[swift-evolution] [Proposal] Disallow redundant `Any<...>` constructs

Matthew Johnson matthew at anandabits.com
Fri May 20 22:58:34 CDT 2016



Sent from my iPad

On May 20, 2016, at 10:47 PM, Brent Royal-Gordon <brent at architechies.com> wrote:

>> One more point around this comment.  While `any<MyProtocol>` is a type `any` is not a type.  `any` is a kind of type. We have classes, structs, enums, and existentials.  We don’t capitalize `struct`, `class`, or `enum`.  Why should we capitalize `any` just because it is often going to be declared ad-hoc (and again, I think it is worthwhile to give existential types a name in many cases, just as we give other types a name — preferring structs to tuples, for example).  Making `any` lowercase emphasizes the fact that it is a kind of type rather than a type.
> 
> The current `Any`, and the proposed `any<>` (and `any`, which I'm presuming is equivalent), *are* types. They are not categories of types like `class` or `struct` or `enum`;

Existentials most definitely are a distinct kind / category of type, with a distinct implementation and a distinct runtime representation.
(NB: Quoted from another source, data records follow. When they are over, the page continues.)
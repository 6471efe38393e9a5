//! Button Components
//!
//! Button styles used by the screens:
//! - Primary: Filled accent button
//! - Plan: Call-to-action inside a plan card
//! - Popular: Plan call-to-action on the highlighted plan
//! - Ghost: Transparent, used for "continue free"
//! - Fab: Round floating action button

use dioxus::prelude::*;

/// Button style variants
#[derive(Clone, Copy, PartialEq, Eq, Debug, Default)]
pub enum ButtonVariant {
    /// Filled accent background
    #[default]
    Primary,
    /// White pill with accent text
    Plan,
    /// Accent pill with white text
    Popular,
    /// Transparent with a light border
    Ghost,
    /// Round floating button pinned to the corner
    Fab,
}

impl ButtonVariant {
    /// Returns the CSS class for this variant
    pub fn class(&self) -> &'static str {
        match self {
            ButtonVariant::Primary => "btn-primary",
            ButtonVariant::Plan => "btn-plan",
            ButtonVariant::Popular => "btn-plan popular",
            ButtonVariant::Ghost => "btn-ghost",
            ButtonVariant::Fab => "btn-fab",
        }
    }
}

/// Properties for the Button component
#[derive(Clone, PartialEq, Props)]
pub struct ButtonProps {
    /// Visual style variant
    #[props(default)]
    pub variant: ButtonVariant,
    /// Button content (text, icons, etc.)
    pub children: Element,
    /// Click handler
    #[props(default)]
    pub onclick: Option<EventHandler<()>>,
    /// Accessible label, for icon-only buttons
    #[props(default)]
    pub aria_label: Option<String>,
    /// Optional additional CSS classes
    #[props(default)]
    pub class: Option<String>,
}

/// Styled button component
///
/// # Example
///
/// ```rust,ignore
/// rsx! {
///     Button {
///         variant: ButtonVariant::Ghost,
///         onclick: move |_| on_go_free.call(()),
///         "Продолжить без подписки"
///     }
/// }
/// ```
#[component]
pub fn Button(props: ButtonProps) -> Element {
    let full_class = join_classes(props.variant.class(), props.class.as_deref());
    let aria_label = props.aria_label.clone().unwrap_or_default();

    rsx! {
        button {
            class: "{full_class}",
            r#type: "button",
            "aria-label": "{aria_label}",
            onclick: move |_| {
                if let Some(handler) = &props.onclick {
                    handler.call(());
                }
            },
            {props.children}
        }
    }
}

/// Icon-only header actions
#[derive(Clone, Copy, PartialEq, Eq, Debug)]
pub enum IconAction {
    /// Closes a modal
    Close,
    /// Leaves the meditation grid
    Back,
}

impl IconAction {
    pub fn glyph(&self) -> &'static str {
        match self {
            IconAction::Close => "\u{2715}",
            IconAction::Back => "\u{2190}",
        }
    }

    /// Screen-reader label
    pub fn label(&self) -> &'static str {
        match self {
            IconAction::Close => "Закрыть",
            IconAction::Back => "Назад",
        }
    }

    pub fn class(&self) -> &'static str {
        match self {
            IconAction::Close => "icon-btn close-btn",
            IconAction::Back => "icon-btn back-btn",
        }
    }
}

/// Compact icon-only button
#[component]
pub fn IconButton(action: IconAction, onclick: EventHandler<()>) -> Element {
    rsx! {
        button {
            class: action.class(),
            r#type: "button",
            "aria-label": action.label(),
            onclick: move |_| onclick.call(()),
            "{action.glyph()}"
        }
    }
}

/// Join a base class with optional extra classes
pub fn join_classes(base: &str, extra: Option<&str>) -> String {
    match extra {
        Some(extra) if !extra.is_empty() => format!("{} {}", base, extra),
        _ => base.to_string(),
    }
}
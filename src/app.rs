use std::sync::Arc;

use dioxus::prelude::*;
use zenpulse_core::{dispatch, resolve_screen, Catalog, Gate, Intent, Screen, SubscriptionState};

use crate::context::SharedCatalog;
use crate::pages::{Meditations, Paywall};
use crate::theme::GLOBAL_STYLES;

/// Root application component.
///
/// Provides global styles, the subscription and catalog contexts, and picks
/// the top-level screen:
///
/// - Subscribed: premium meditation grid
/// - "Continue free" chosen: free meditation grid
/// - Otherwise: paywall
#[component]
pub fn App() -> Element {
    let mut subscription: Signal<SubscriptionState> = use_signal(SubscriptionState::new);
    let catalog: SharedCatalog = use_hook(|| Arc::new(Catalog::new()));

    use_context_provider(|| subscription);
    use_context_provider(|| catalog);

    // Only the root knows the user chose the free grid
    let mut gate: Signal<Gate> = use_signal(Gate::new);

    let mut navigate = move |intent: Intent| {
        dispatch(intent, &mut subscription.write(), &mut gate.write());
    };

    let screen = resolve_screen(subscription().is_subscribed(), gate().show_free_version());

    let body = match screen {
        Screen::Paywall => rsx! {
            Paywall {
                on_go_free: move |_| navigate(Intent::ContinueFree),
            }
        },
        Screen::FreeBrowse => rsx! {
            Meditations {
                on_back: move |_| navigate(Intent::Back),
                on_upgrade: move |_| navigate(Intent::Upgrade),
            }
        },
        Screen::PremiumBrowse => rsx! {
            Meditations {
                on_back: move |_| navigate(Intent::Back),
            }
        },
    };

    rsx! {
        style { {GLOBAL_STYLES} }
        {body}
    }
}
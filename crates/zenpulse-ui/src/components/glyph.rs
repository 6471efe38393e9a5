//! Glyph Component
//!
//! Renders a resolved [`IconRef`]. The glyph was picked when the catalog was
//! built, so this component never looks at the icon family itself.

use dioxus::prelude::*;
use zenpulse_core::IconRef;

/// Glyph sizes, in CSS pixels
#[derive(Clone, Copy, PartialEq, Eq, Debug, Default)]
pub enum GlyphSize {
    /// Header badges
    Small,
    /// Feature tiles and moods
    #[default]
    Medium,
    /// Meditation cards
    Large,
    /// Paywall hero
    Hero,
}

impl GlyphSize {
    pub fn px(&self) -> u32 {
        match self {
            GlyphSize::Small => 14,
            GlyphSize::Medium => 24,
            GlyphSize::Large => 32,
            GlyphSize::Hero => 60,
        }
    }
}

/// Properties for the Glyph component
#[derive(Clone, PartialEq, Props)]
pub struct GlyphProps {
    pub icon: IconRef,
    #[props(default)]
    pub size: GlyphSize,
    /// Render in the muted color (locked content)
    #[props(default = false)]
    pub muted: bool,
}

/// Icon glyph
///
/// # Example
///
/// ```rust,ignore
/// rsx! {
///     Glyph { icon: meditation.icon, size: GlyphSize::Large }
/// }
/// ```
#[component]
pub fn Glyph(props: GlyphProps) -> Element {
    let class = if props.muted {
        format!("glyph {} muted", props.icon.class())
    } else {
        format!("glyph {}", props.icon.class())
    };
    let px = props.size.px();

    rsx! {
        span {
            class: "{class}",
            style: "font-size: {px}px;",
            "data-icon": "{props.icon.name}",
            "aria-hidden": "true",
            "{props.icon.glyph}"
        }
    }
}
//! Fixed in-memory catalogs
//!
//! Built once at startup and never mutated. All lookups are by identifier.

use crate::error::{ZenError, ZenResult};
use crate::types::{FeatureHighlight, IconRef, MeditationEntry, MoodEntry, MoodId, PlanId, SubscriptionPlan};

/// Every list the app renders
#[derive(Debug, Clone, PartialEq, Eq)]
pub struct Catalog {
    meditations: Vec<MeditationEntry>,
    moods: Vec<MoodEntry>,
    plans: Vec<SubscriptionPlan>,
    features: Vec<FeatureHighlight>,
}

impl Catalog {
    /// Build the catalog, resolving every icon reference
    pub fn new() -> Self {
        Self {
            meditations: meditations(),
            moods: moods(),
            plans: plans(),
            features: features(),
        }
    }

    pub fn meditations(&self) -> &[MeditationEntry] {
        &self.meditations
    }

    pub fn moods(&self) -> &[MoodEntry] {
        &self.moods
    }

    pub fn plans(&self) -> &[SubscriptionPlan] {
        &self.plans
    }

    pub fn features(&self) -> &[FeatureHighlight] {
        &self.features
    }

    /// Look up a meditation by its catalog id
    pub fn meditation(&self, id: &str) -> ZenResult<&MeditationEntry> {
        self.meditations
            .iter()
            .find(|m| m.id == id)
            .ok_or_else(|| ZenError::UnknownMeditation(id.to_string()))
    }

    /// Look up a mood
    ///
    /// Total over [`MoodId`]: the mood list is built from the same closed set.
    pub fn mood(&self, id: MoodId) -> &MoodEntry {
        match self.moods.iter().find(|m| m.id == id) {
            Some(mood) => mood,
            None => unreachable!("mood catalog covers every MoodId"),
        }
    }

    /// Look up a plan
    pub fn plan(&self, id: PlanId) -> ZenResult<&SubscriptionPlan> {
        self.plans
            .iter()
            .find(|p| p.id == id)
            .ok_or_else(|| ZenError::UnknownPlan(id.to_string()))
    }
}

impl Default for Catalog {
    fn default() -> Self {
        Self::new()
    }
}

fn meditations() -> Vec<MeditationEntry> {
    vec![
        MeditationEntry {
            id: "1",
            title: "Утреннее пробуждение",
            icon: IconRef::material("wb-sunny"),
            duration: "10 мин",
            is_premium: false,
            description: "Настройтесь на продуктивный день",
        },
        MeditationEntry {
            id: "2",
            title: "Медитация для сна",
            icon: IconRef::material("nightlight-round"),
            duration: "15 мин",
            is_premium: true,
            description: "Глубокий и спокойный сон",
        },
        MeditationEntry {
            id: "3",
            title: "Сосредоточение",
            icon: IconRef::material("gps-fixed"),
            duration: "12 мин",
            is_premium: false,
            description: "Улучшите концентрацию",
        },
        MeditationEntry {
            id: "4",
            title: "Осознанное дыхание",
            icon: IconRef::material("air"),
            duration: "8 мин",
            is_premium: true,
            description: "Техники дыхания для релаксации",
        },
        MeditationEntry {
            id: "5",
            title: "Благодарность",
            icon: IconRef::material("favorite"),
            duration: "5 мин",
            is_premium: false,
            description: "Практика благодарности",
        },
        MeditationEntry {
            id: "6",
            title: "Визуализация успеха",
            icon: IconRef::material("stars"),
            duration: "20 мин",
            is_premium: true,
            description: "Представьте свои достижения",
        },
        MeditationEntry {
            id: "7",
            title: "Йога-нидра",
            icon: IconRef::material("self-improvement"),
            duration: "25 мин",
            is_premium: true,
            description: "Глубокая релаксация тела и ума",
        },
        MeditationEntry {
            id: "8",
            title: "Медитация на природе",
            icon: IconRef::material("nature"),
            duration: "18 мин",
            is_premium: false,
            description: "Связь с природой и гармония",
        },
    ]
}

fn moods() -> Vec<MoodEntry> {
    MoodId::ALL
        .into_iter()
        .map(|id| match id {
            MoodId::Happy => MoodEntry {
                id,
                name: "Радостное",
                icon: IconRef::material("sentiment-very-satisfied"),
                description: "Повысьте настроение и энергию",
            },
            MoodId::Calm => MoodEntry {
                id,
                name: "Спокойное",
                icon: IconRef::material("spa"),
                description: "Найдите внутренний покой",
            },
            MoodId::Focused => MoodEntry {
                id,
                name: "Сосредоточенное",
                icon: IconRef::material("center-focus-strong"),
                description: "Улучшите концентрацию и продуктивность",
            },
        })
        .collect()
}

fn plans() -> Vec<SubscriptionPlan> {
    vec![
        SubscriptionPlan {
            id: PlanId::Monthly,
            name: "Месячный",
            price: 299,
            period: "месяц",
            savings: None,
            is_popular: false,
        },
        SubscriptionPlan {
            id: PlanId::Yearly,
            name: "Годовой",
            price: 2990,
            period: "год",
            savings: Some("Сэкономьте 25%"),
            is_popular: true,
        },
    ]
}

fn features() -> Vec<FeatureHighlight> {
    vec![
        FeatureHighlight { icon: IconRef::font_awesome("headphones"), text: "500+ медитаций" },
        FeatureHighlight { icon: IconRef::font_awesome("brain"), text: "AI персонализация" },
        FeatureHighlight { icon: IconRef::font_awesome("chart-line"), text: "Отслеживание прогресса" },
        FeatureHighlight { icon: IconRef::font_awesome("moon"), text: "Медитации для сна" },
        FeatureHighlight { icon: IconRef::font_awesome("bullseye"), text: "Достижение целей" },
        FeatureHighlight { icon: IconRef::font_awesome("sparkles"), text: "Эксклюзивный контент" },
    ]
}

#[cfg(test)]
mod tests {
    use std::collections::HashSet;

    use super::*;

    #[test]
    fn catalog_has_eight_meditations_with_unique_ids() {
        let catalog = Catalog::new();
        assert_eq!(catalog.meditations().len(), 8);

        let ids: HashSet<_> = catalog.meditations().iter().map(|m| m.id).collect();
        assert_eq!(ids.len(), 8);
    }

    #[test]
    fn premium_entries() {
        let catalog = Catalog::new();
        let premium: Vec<_> = catalog
            .meditations()
            .iter()
            .filter(|m| m.is_premium)
            .map(|m| m.id)
            .collect();
        assert_eq!(premium, vec!["2", "4", "6", "7"]);
    }

    #[test]
    fn exactly_three_moods_in_order() {
        let catalog = Catalog::new();
        let ids: Vec<_> = catalog.moods().iter().map(|m| m.id).collect();
        assert_eq!(ids, MoodId::ALL.to_vec());
    }

    #[test]
    fn every_catalog_icon_resolves() {
        let catalog = Catalog::new();
        for m in catalog.meditations() {
            assert!(!m.icon.is_fallback(), "meditation {} icon {}", m.id, m.icon.name);
        }
        for m in catalog.moods() {
            assert!(!m.icon.is_fallback(), "mood {} icon {}", m.id, m.icon.name);
        }
        for f in catalog.features() {
            assert!(!f.icon.is_fallback(), "feature icon {}", f.icon.name);
        }
    }

    #[test]
    fn meditation_lookup() {
        let catalog = Catalog::new();
        assert_eq!(catalog.meditation("2").unwrap().title, "Медитация для сна");
        assert_eq!(
            catalog.meditation("99"),
            Err(ZenError::UnknownMeditation("99".to_string()))
        );
    }

    #[test]
    fn mood_lookup_is_total() {
        let catalog = Catalog::new();
        assert_eq!(catalog.mood(MoodId::Calm).name, "Спокойное");
        assert_eq!(catalog.mood(MoodId::Focused).name, "Сосредоточенное");
    }

    #[test]
    fn yearly_plan_is_the_popular_one() {
        let catalog = Catalog::new();
        let yearly = catalog.plan(PlanId::Yearly).unwrap();
        assert!(yearly.is_popular);
        assert_eq!(yearly.savings, Some("Сэкономьте 25%"));
        assert!(!catalog.plan(PlanId::Monthly).unwrap().is_popular);
    }

    #[test]
    fn six_feature_highlights() {
        assert_eq!(Catalog::new().features().len(), 6);
    }
}
//! Global CSS styles for ZenPulse.
//!
//! Night palette with a periwinkle accent; the paywall sits on a
//! periwinkle-pink-coral gradient.

pub const GLOBAL_STYLES: &str = r#"
/* === CSS Custom Properties === */
:root {
  /* NIGHT (Backgrounds) */
  --night: #1a1a2e;
  --card: #2a2a3e;
  --card-locked: #3a3a4e;

  /* ACCENT */
  --periwinkle: #667eea;
  --periwinkle-soft: rgba(102, 126, 234, 0.1);

  /* PAYWALL GRADIENT */
  --pink: #f093fb;
  --coral: #f5576c;

  /* TEXT */
  --text-primary: #ffffff;
  --text-muted: #888888;
  --text-dim: #666666;

  /* SEMANTIC */
  --premium: #ffd700;
  --savings: #4caf50;

  /* Typography */
  --font-sans: -apple-system, 'Segoe UI', Roboto, 'Helvetica Neue', sans-serif;

  /* Transitions */
  --transition-fast: 150ms ease;
  --transition-normal: 300ms ease;
}

/* === Global Reset === */
*, *::before, *::after {
  box-sizing: border-box;
  margin: 0;
  padding: 0;
}

html {
  font-size: 16px;
  -webkit-font-smoothing: antialiased;
}

body {
  font-family: var(--font-sans);
  background: var(--night);
  color: var(--text-primary);
  line-height: 1.5;
  min-height: 100vh;
}

button {
  font: inherit;
  color: inherit;
  background: none;
  border: none;
  cursor: pointer;
}

/* === Glyphs === */
.glyph {
  display: inline-block;
  line-height: 1;
  color: var(--periwinkle);
}

.glyph.muted {
  color: var(--text-muted);
}

/* === Buttons === */
.btn-primary {
  background: var(--periwinkle);
  border-radius: 12px;
  padding: 0.75rem 1.5rem;
  font-weight: 600;
  transition: opacity var(--transition-fast);
}

.btn-primary:hover {
  opacity: 0.9;
}

.btn-plan {
  display: flex;
  align-items: center;
  justify-content: center;
  gap: 0.5rem;
  width: 100%;
  margin-top: 1rem;
  padding: 0.75rem;
  border-radius: 12px;
  background: #ffffff;
  color: var(--periwinkle);
  font-weight: 600;
}

.btn-plan.popular {
  background: var(--periwinkle);
  color: #ffffff;
}

.btn-plan.popular .glyph {
  color: #ffffff;
}

.btn-ghost {
  padding: 0.75rem 1.5rem;
  border: 1px solid rgba(255, 255, 255, 0.4);
  border-radius: 24px;
  color: #ffffff;
  transition: background var(--transition-fast);
}

.btn-ghost:hover {
  background: rgba(255, 255, 255, 0.1);
}

.btn-fab {
  position: fixed;
  right: 24px;
  bottom: 24px;
  width: 56px;
  height: 56px;
  border-radius: 50%;
  background: var(--periwinkle);
  box-shadow: 0 4px 12px rgba(0, 0, 0, 0.4);
  display: flex;
  align-items: center;
  justify-content: center;
}

.btn-fab .glyph {
  color: #ffffff;
}

.icon-btn {
  padding: 4px;
  font-size: 18px;
  line-height: 1;
}

.close-btn {
  color: var(--text-dim);
  font-size: 22px;
}

.back-btn {
  margin-right: 12px;
  color: #ffffff;
}

/* === Paywall === */
.paywall {
  min-height: 100vh;
  padding: 2rem 1.25rem 3rem;
  background: linear-gradient(160deg, var(--periwinkle), var(--pink), var(--coral));
}

.hero {
  text-align: center;
  padding: 2rem 0 2.5rem;
}

.hero-glow {
  display: inline-flex;
  padding: 1.25rem;
  border-radius: 50%;
  background: rgba(255, 255, 255, 0.15);
  box-shadow: 0 0 40px rgba(255, 255, 255, 0.4);
  margin-bottom: 1.25rem;
}

.hero-glow .glyph {
  color: #ffffff;
}

.hero-title {
  font-size: 2rem;
  font-weight: 800;
}

.hero-subtitle {
  opacity: 0.9;
  margin-top: 0.5rem;
}

.section-title {
  font-size: 1.25rem;
  font-weight: 700;
  text-align: center;
  margin-bottom: 1rem;
}

.features {
  margin-bottom: 2rem;
}

.features-grid {
  display: grid;
  grid-template-columns: repeat(2, 1fr);
  gap: 0.75rem;
}

.feature-card {
  background: rgba(255, 255, 255, 0.95);
  border-radius: 16px;
  padding: 1rem;
  display: flex;
  flex-direction: column;
  align-items: center;
  gap: 0.5rem;
  box-shadow: 0 2px 6px rgba(0, 0, 0, 0.1);
}

.feature-text {
  color: #333333;
  font-size: 0.875rem;
  font-weight: 600;
  text-align: center;
}

.plans {
  margin-bottom: 2rem;
}

.plan-card {
  position: relative;
  background: rgba(255, 255, 255, 0.95);
  color: #333333;
  border-radius: 20px;
  padding: 1.25rem;
  margin-bottom: 1rem;
  cursor: pointer;
  box-shadow: 0 4px 12px rgba(0, 0, 0, 0.15);
  transition: transform var(--transition-fast);
}

.plan-card:hover {
  transform: translateY(-2px);
}

.plan-card.popular {
  border: 2px solid var(--periwinkle);
  margin-top: 1.5rem;
}

.popular-badge {
  position: absolute;
  top: -14px;
  left: 50%;
  transform: translateX(-50%);
  display: flex;
  align-items: center;
  gap: 0.25rem;
  white-space: nowrap;
  background: var(--periwinkle);
  color: #ffffff;
  font-size: 0.75rem;
  font-weight: 700;
  padding: 0.25rem 0.75rem;
  border-radius: 12px;
}

.popular-badge .glyph {
  color: #ffffff;
}

.plan-header {
  display: flex;
  justify-content: space-between;
  align-items: baseline;
}

.plan-name {
  font-size: 1.125rem;
  font-weight: 700;
}

.plan-card.popular .plan-name,
.plan-card.popular .price {
  color: var(--periwinkle);
}

.price {
  font-size: 1.5rem;
  font-weight: 800;
}

.period {
  color: var(--text-dim);
  margin-left: 2px;
}

.plan-savings {
  display: inline-block;
  margin-top: 0.5rem;
  background: var(--savings);
  color: #ffffff;
  font-size: 0.75rem;
  font-weight: 700;
  padding: 0.2rem 0.6rem;
  border-radius: 8px;
}

.free-continue {
  display: flex;
  justify-content: center;
  margin-bottom: 1.5rem;
}

.paywall-footer {
  text-align: center;
  font-size: 0.75rem;
  opacity: 0.8;
}

/* === Browse === */
.meditations {
  min-height: 100vh;
  padding-bottom: 96px;
}

.browse-header {
  display: flex;
  justify-content: space-between;
  align-items: center;
  padding: 1.5rem 1.25rem 1rem;
  border-bottom: 1px solid var(--card);
}

.header-left {
  display: flex;
  align-items: center;
  gap: 0.75rem;
}

.header-left .glyph {
  color: #ffffff;
}

.header-title {
  font-size: 1.5rem;
  font-weight: 700;
}

.header-mood {
  display: flex;
  align-items: center;
  gap: 0.25rem;
  background: var(--periwinkle-soft);
  padding: 0.25rem 0.5rem;
  border-radius: 12px;
}

.header-mood-text {
  font-size: 0.75rem;
  color: var(--periwinkle);
  font-weight: 500;
}

.status-bar {
  padding: 0.75rem 1.25rem;
}

.status-text {
  font-size: 0.875rem;
  color: var(--text-muted);
}

.status-text.premium {
  color: var(--premium);
  font-weight: 600;
}

.meditation-grid {
  display: grid;
  grid-template-columns: repeat(2, 1fr);
  gap: 1rem;
  padding: 0 1rem;
}

.meditation-card {
  display: flex;
  flex-direction: column;
  align-items: center;
  background: var(--card);
  border-radius: 16px;
  padding: 1rem;
  box-shadow: 0 4px 8px rgba(0, 0, 0, 0.3);
  transition: transform var(--transition-fast);
}

.meditation-card:hover {
  transform: translateY(-2px);
}

.meditation-card.locked {
  background: var(--card-locked);
  opacity: 0.8;
}

.card-icon {
  margin-bottom: 0.75rem;
}

.card-title {
  font-weight: 600;
  text-align: center;
  margin-bottom: 0.5rem;
}

.meditation-card.locked .card-title {
  color: var(--text-muted);
}

.card-duration {
  font-size: 0.875rem;
  color: var(--text-muted);
}

.meditation-card.locked .card-duration {
  color: var(--text-dim);
}

/* === Modals === */
.modal-overlay {
  position: fixed;
  inset: 0;
  background: rgba(0, 0, 0, 0.6);
  display: flex;
  align-items: center;
  justify-content: center;
  z-index: 1000;
  padding: 1.25rem;
  animation: fade-in var(--transition-normal);
}

.mood-modal,
.alert-dialog {
  background: #ffffff;
  color: #333333;
  border-radius: 20px;
  padding: 1.25rem;
  width: 100%;
  max-width: 380px;
}

.modal-header {
  display: flex;
  justify-content: space-between;
  align-items: center;
  margin-bottom: 0.5rem;
}

.modal-title-row {
  display: flex;
  align-items: center;
  gap: 0.5rem;
}

.modal-title {
  font-size: 1.125rem;
  font-weight: 700;
}

.modal-description {
  color: var(--text-dim);
  font-size: 0.875rem;
  margin-bottom: 1rem;
}

.mood-grid {
  display: flex;
  flex-direction: column;
  gap: 0.75rem;
}

.mood-card {
  display: flex;
  align-items: center;
  gap: 0.75rem;
  text-align: left;
  background: #f5f6ff;
  border-radius: 12px;
  padding: 0.75rem;
}

.mood-name {
  display: block;
  font-weight: 600;
  color: #333333;
}

.mood-description {
  display: block;
  font-size: 0.75rem;
  color: var(--text-dim);
}

.alert-message {
  white-space: pre-line;
  margin: 0.75rem 0 1.25rem;
  font-size: 0.95rem;
}

.modal-actions {
  display: flex;
  justify-content: flex-end;
  gap: 0.5rem;
}

.dialog-btn {
  padding: 0.5rem 1rem;
  border-radius: 8px;
  color: var(--periwinkle);
  font-weight: 600;
}

.dialog-btn.cancel {
  color: var(--text-dim);
}

.dialog-btn.accent {
  background: var(--periwinkle);
  color: #ffffff;
}

@keyframes fade-in {
  from { opacity: 0; }
  to { opacity: 1; }
}
"#;

#[cfg(test)]
mod tests {
    use super::*;
    use crate::theme::colors;

    #[test]
    fn palette_constants_match_css() {
        for color in [
            colors::NIGHT,
            colors::CARD,
            colors::CARD_LOCKED,
            colors::PERIWINKLE,
            colors::PERIWINKLE_SOFT,
            colors::PINK,
            colors::CORAL,
            colors::TEXT_PRIMARY,
            colors::TEXT_MUTED,
            colors::TEXT_DIM,
            colors::PREMIUM,
            colors::SAVINGS,
        ] {
            assert!(GLOBAL_STYLES.contains(color), "missing {}", color);
        }
    }

    #[test]
    fn every_component_class_is_styled() {
        for class in [
            ".paywall",
            ".plan-card",
            ".meditation-card.locked",
            ".mood-modal",
            ".alert-dialog",
            ".modal-overlay",
            ".btn-fab",
            ".header-mood",
        ] {
            assert!(GLOBAL_STYLES.contains(class), "missing {}", class);
        }
    }
}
> you can declare variables as them, you can cast to them, you can check if values match them. You probably ought to be able to take an `Any<Foo, Bar>.Type` and call a `Foo` or `Bar` initializer on it to get an `Any<Foo, Bar>` (although I don't know if Swift supports that right now). In short, you can do all the things with them that one would expect to do with a type. Because they are types.
> 
> So if you're saying that `any<>`/`Any<>` is not a type, I think you're quite wrong. If you're saying that `any<>`/`Any<>` is a type but `any`/`Any` is not, then we disagree on my position that these should be equivalent.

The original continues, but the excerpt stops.